## What the task asks
Among the lines below, take the one holding "losing real hardware", the one holding "let _ = syscall.umount2(&path, true);", and all lines between them. Set them down exactly.

## Supplied data
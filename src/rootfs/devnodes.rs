//! `/dev` construction (§4.3 step 8), grounded on the model runtime's
//! `rootfs.rs` `create_devices`/`default_devices`, generalized to this
//! runtime's fixed device set and its private-vs-shared-devtmpfs split.

use std::path::Path;

use nix::fcntl::{open, OFlag};
use nix::mount::MsFlags;
use nix::sys::stat::{Mode, SFlag};
use nix::unistd::close;

use crate::error::{DsError, Result};
use crate::fsutil::{mkdir_p, mknod_idempotent};
use crate::syscall::Syscall;

struct DevNode {
    name: &'static str,
    kind: SFlag,
    major: u64,
    minor: u64,
}

const CHAR_NODES: &[DevNode] = &[
    DevNode { name: "null", kind: SFlag::S_IFCHR, major: 1, minor: 3 },
    DevNode { name: "zero", kind: SFlag::S_IFCHR, major: 1, minor: 5 },
    DevNode { name: "full", kind: SFlag::S_IFCHR, major: 1, minor: 7 },
    DevNode { name: "random", kind: SFlag::S_IFCHR, major: 1, minor: 8 },
    DevNode { name: "urandom", kind: SFlag::S_IFCHR, major: 1, minor: 9 },
    DevNode { name: "tty", kind: SFlag::S_IFCHR, major: 5, minor: 0 },
    DevNode { name: "console", kind: SFlag::S_IFCHR, major: 5, minor: 1 },
    DevNode { name: "ptmx", kind: SFlag::S_IFCHR, major: 5, minor: 2 },
];

const EMPTY_TARGETS: &[&str] = &[
    "net/tun", "fuse", "tty1", "tty2", "tty3", "tty4", "tty5", "tty6",
];

/// Mounts a private `/dev` tmpfs and populates it with the fixed device set.
pub fn setup_private_dev(syscall: &dyn Syscall, rootfs: &Path) -> Result<()> {
    let dev = rootfs.join("dev");
    mkdir_p(&dev)?;
    syscall
        .mount(
            None,
            &dev,
            Some("tmpfs"),
            MsFlags::empty(),
            Some("size=8M,mode=755,nosuid,noexec"),
        )
        .map_err(|errno| DsError::MountFailed { target: dev.clone(), errno })?;

    for node in CHAR_NODES {
        mknod_idempotent(syscall, &dev.join(node.name), node.kind, 0o666, node.major, node.minor)?;
    }
    for target in EMPTY_TARGETS {
        create_empty_target(&dev, target)?;
    }
    Ok(())
}

/// Mounts the kernel's shared `devtmpfs`, then resolves the host/guest
/// conflict by unmounting-lazy and unlinking the conflicting nodes and
/// immediately recreating them with matching major:minor, so the guest owns
/// its own `console`/`ptmx` mount targets without losing real hardware
/// device access underneath.
pub fn setup_shared_dev(syscall: &dyn Syscall, rootfs: &Path) -> Result<()> {
    let dev = rootfs.join("dev");
    mkdir_p(&dev)?;
    syscall
        .mount(None, &dev, Some("devtmpfs"), MsFlags::empty(), None)
        .map_err(|errno| DsError::MountFailed { target: dev.clone(), errno })?;

    for node in CHAR_NODES {
        let path = dev.join(node.name);
        let _ = syscall.umount2(&path, true);
        let _ = std::fs::remove_file(&path);
        mknod_idempotent(syscall, &path, node.kind, 0o666, node.major, node.minor)?;
    }
    for target in EMPTY_TARGETS {
        create_empty_target(&dev, target)?;
    }
    Ok(())
}

fn create_empty_target(dev: &Path, relative: &str) -> Result<()> {
    let path = dev.join(relative);
    if relative == "net/tun" {
        mkdir_p(path.parent().unwrap())?;
    }
    let fd = open(&path, OFlag::O_CREAT | OFlag::O_WRONLY, Mode::from_bits_truncate(0o666))
        .map_err(DsError::Errno)?;
    close(fd).map_err(DsError::Errno)?;
    Ok(())
}

#[cfg(test)]
mod tests {
    use super::*;
    use crate::syscall::test::{Call, TestSyscall};
    use tempfile::TempDir;

    #[test]
    fn private_dev_mounts_tmpfs_then_mknods_fixed_set() {
        let dir = TempDir::new().unwrap();
        std::fs::create_dir_all(dir.path().join("dev/net")).unwrap();
        let sc = TestSyscall::default();
        setup_private_dev(&sc, dir.path()).unwrap();
        let calls = sc.calls();
        assert!(matches!(&calls[0], Call::Mount(args) if args.fstype.as_deref() == Some("tmpfs")));
        assert_eq!(
            calls.iter().filter(|c| matches!(c, Call::Mknod(_))).count(),
            CHAR_NODES.len()
        );
    }
}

## Response to the task
/// its own `console`/`ptmx` mount targets without losing real hardware
/// device access underneath.
pub fn setup_shared_dev(syscall: &dyn Syscall, rootfs: &Path) -> Result<()> {
    let dev = rootfs.join("dev");
    mkdir_p(&dev)?;
    syscall
        .mount(None, &dev, Some("devtmpfs"), MsFlags::empty(), None)
        .map_err(|errno| DsError::MountFailed { target: dev.clone(), errno })?;

    for node in CHAR_NODES {
        let path = dev.join(node.name);
        let _ = syscall.umount2(&path, true);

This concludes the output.